§ **Prompt**
Copy out the lines of the material that include the string "enum".

Start of Block

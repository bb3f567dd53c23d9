//! Finding model shared by every producer and by the report.

use std::path::Path;

use serde::{Deserialize, Serialize};

/// Languages the structural checks understand.
#[derive(Debug, Clone, Copy, Serialize, Deserialize, PartialEq, Eq, Hash, PartialOrd, Ord)]
#[serde(rename_all = "kebab-case")]
pub enum Language {
    Rust,
    TypeScript,
    JavaScript,
    Python,
}

impl Language {
    pub const ALL: [Language; 4] = [
        Language::Rust,
        Language::TypeScript,
        Language::JavaScript,
        Language::Python,
    ];

    pub fn from_path(path: &Path) -> Option<Language> {
        let ext = path.extension()?.to_str()?.to_ascii_lowercase();
        match ext.as_str() {
            "rs" => Some(Language::Rust),
            "ts" | "tsx" | "mts" | "cts" => Some(Language::TypeScript),
            "js" | "jsx" | "mjs" | "cjs" => Some(Language::JavaScript),
            "py" | "pyi" => Some(Language::Python),
            _ => None,
        }
    }

    pub fn line_comment(self) -> &'static str {
        match self {
            Language::Python => "#",
            Language::Rust | Language::TypeScript | Language::JavaScript => "//",
        }
    }

    pub fn as_str(self) -> &'static str {
        match self {
            Language::Rust => "rust",
            Language::TypeScript => "typescript",
            Language::JavaScript => "javascript",
            Language::Python => "python",
        }
    }
}

impl std::fmt::Display for Language {
    fn fmt(&self, f: &mut std::fmt::Formatter<'_>) -> std::fmt::Result {
        f.write_str(self.as_str())
    }
}

/// What a finding is about.
#[derive(Debug, Clone, Copy, Serialize, Deserialize, PartialEq, Eq, Hash, PartialOrd, Ord)]
#[serde(rename_all = "kebab-case")]
pub enum FindingKind {
    MissingReturnContract,
    EmptyBody,
    WeakErrorHandling,
    IncompleteBranchCoverage,
    SuspiciousContractMismatch,
    StubImplementation,
    MissingInterfaceMethod,
    MissingTestCoverage,
    PreexistingMarker,
}

impl FindingKind {
    pub const ALL: [FindingKind; 9] = [
        FindingKind::MissingReturnContract,
        FindingKind::EmptyBody,
        FindingKind::WeakErrorHandling,
        FindingKind::IncompleteBranchCoverage,
        FindingKind::SuspiciousContractMismatch,
        FindingKind::StubImplementation,
        FindingKind::MissingInterfaceMethod,
        FindingKind::MissingTestCoverage,
        FindingKind::PreexistingMarker,
    ];

    pub fn as_str(self) -> &'static str {
        match self {
            FindingKind::MissingReturnContract => "missing-return-contract",
            FindingKind::EmptyBody => "empty-body",
            FindingKind::WeakErrorHandling => "weak-error-handling",
            FindingKind::IncompleteBranchCoverage => "incomplete-branch-coverage",
            FindingKind::SuspiciousContractMismatch => "suspicious-contract-mismatch",
            FindingKind::StubImplementation => "stub-implementation",
            FindingKind::MissingInterfaceMethod => "missing-interface-method",
            FindingKind::MissingTestCoverage => "missing-test-coverage",
            FindingKind::PreexistingMarker => "preexisting-marker",
        }
    }

    pub fn parse(name: &str) -> Option<FindingKind> {
        let name = name.trim().to_ascii_lowercase().replace('_', "-");
        FindingKind::ALL.into_iter().find(|kind| kind.as_str() == name)
    }
}

impl std::fmt::Display for FindingKind {
    fn fmt(&self, f: &mut std::fmt::Formatter<'_>) -> std::fmt::Result {
        f.write_str(self.as_str())
    }
}

/// Severity buckets. Declaration order is report order.
#[derive(Debug, Clone, Copy, Serialize, Deserialize, PartialEq, Eq, Hash, PartialOrd, Ord)]
#[serde(rename_all = "kebab-case")]
pub enum Severity {
    High,
    Medium,
    Low,
}

impl Severity {
    pub const ALL: [Severity; 3] = [Severity::High, Severity::Medium, Severity::Low];

    pub fn as_str(self) -> &'static str {
        match self {
            Severity::High => "high",
            Severity::Medium => "medium",
            Severity::Low => "low",
        }
    }

    pub fn title(self) -> &'static str {
        match self {
            Severity::High => "High",
            Severity::Medium => "Medium",
            Severity::Low => "Low",
        }
    }
}

impl std::fmt::Display for Severity {
    fn fmt(&self, f: &mut std::fmt::Formatter<'_>) -> std::fmt::Result {
        f.write_str(self.as_str())
    }
}

/// One detected gap or pre-existing marker.
#[derive(Debug, Clone, PartialEq, Eq, Serialize, Deserialize)]
pub struct Finding {
    /// Project-relative path using `/` separators.
    pub file: String,
    /// 1-based line; absent for file-level findings.
    pub line: Option<u32>,
    pub description: String,
    pub kind: FindingKind,
    pub severity: Severity,
    pub suggested_annotation: Option<String>,
}

impl Finding {
    pub fn new(
        file: impl Into<String>,
        line: Option<u32>,
        kind: FindingKind,
        severity: Severity,
        description: impl Into<String>,
    ) -> Self {
        let description = description.into();
        let description = if description.trim().is_empty() {
            format!("{kind} finding")
        } else {
            description
        };
        Self {
            file: file.into(),
            line,
            description,
            kind,
            severity,
            suggested_annotation: None,
        }
    }

    /// Attach a ready-to-insert `TODO` comment in the file's comment syntax.
    pub fn with_suggestion(mut self, language: Option<Language>, text: &str) -> Self {
        let prefix = language.map(Language::line_comment).unwrap_or("//");
        self.suggested_annotation = Some(format!("{prefix} TODO: {text}"));
        self
    }

    /// Severity relabel used by reconciliation; the description never changes.
    pub fn with_severity(mut self, severity: Severity) -> Self {
        self.severity = severity;
        self
    }

    /// `file:line`, or just `file` for file-level findings.
    pub fn location(&self) -> String {
        match self.line {
            Some(line) => format!("{}:{}", self.file, line),
            None => self.file.clone(),
        }
    }
}

#[cfg(test)]
mod tests {
    use super::*;

    #[test]
    fn kinds_round_trip_through_their_names() {
        for kind in FindingKind::ALL {
            assert_eq!(FindingKind::parse(kind.as_str()), Some(kind));
        }
        assert_eq!(
            FindingKind::parse("weak_error_handling"),
            Some(FindingKind::WeakErrorHandling)
        );
        assert_eq!(FindingKind::parse("nonsense"), None);
    }

    #[test]
    fn severity_orders_high_first() {
        let mut all = vec![Severity::Low, Severity::High, Severity::Medium];
        all.sort();
        assert_eq!(all, Severity::ALL.to_vec());
    }

    #[test]
    fn suggestion_uses_language_comment_syntax() {
        let py = Finding::new("a.py", Some(3), FindingKind::EmptyBody, Severity::Medium, "x")
            .with_suggestion(Some(Language::Python), "fill in");
        assert_eq!(py.suggested_annotation.as_deref(), Some("# TODO: fill in"));
        let ts = Finding::new("a.ts", None, FindingKind::EmptyBody, Severity::Medium, "x")
            .with_suggestion(Some(Language::TypeScript), "fill in");
        assert_eq!(ts.suggested_annotation.as_deref(), Some("// TODO: fill in"));
        assert_eq!(ts.location(), "a.ts");
    }

    #[test]
    fn language_detection_by_extension() {
        assert_eq!(Language::from_path(Path::new("x/y.tsx")), Some(Language::TypeScript));
        assert_eq!(Language::from_path(Path::new("y.PY")), Some(Language::Python));
        assert_eq!(Language::from_path(Path::new("y.go")), None);
    }
}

End of Block

§ **Solution for this task**
pub enum Language {
pub enum FindingKind {
pub enum Severity {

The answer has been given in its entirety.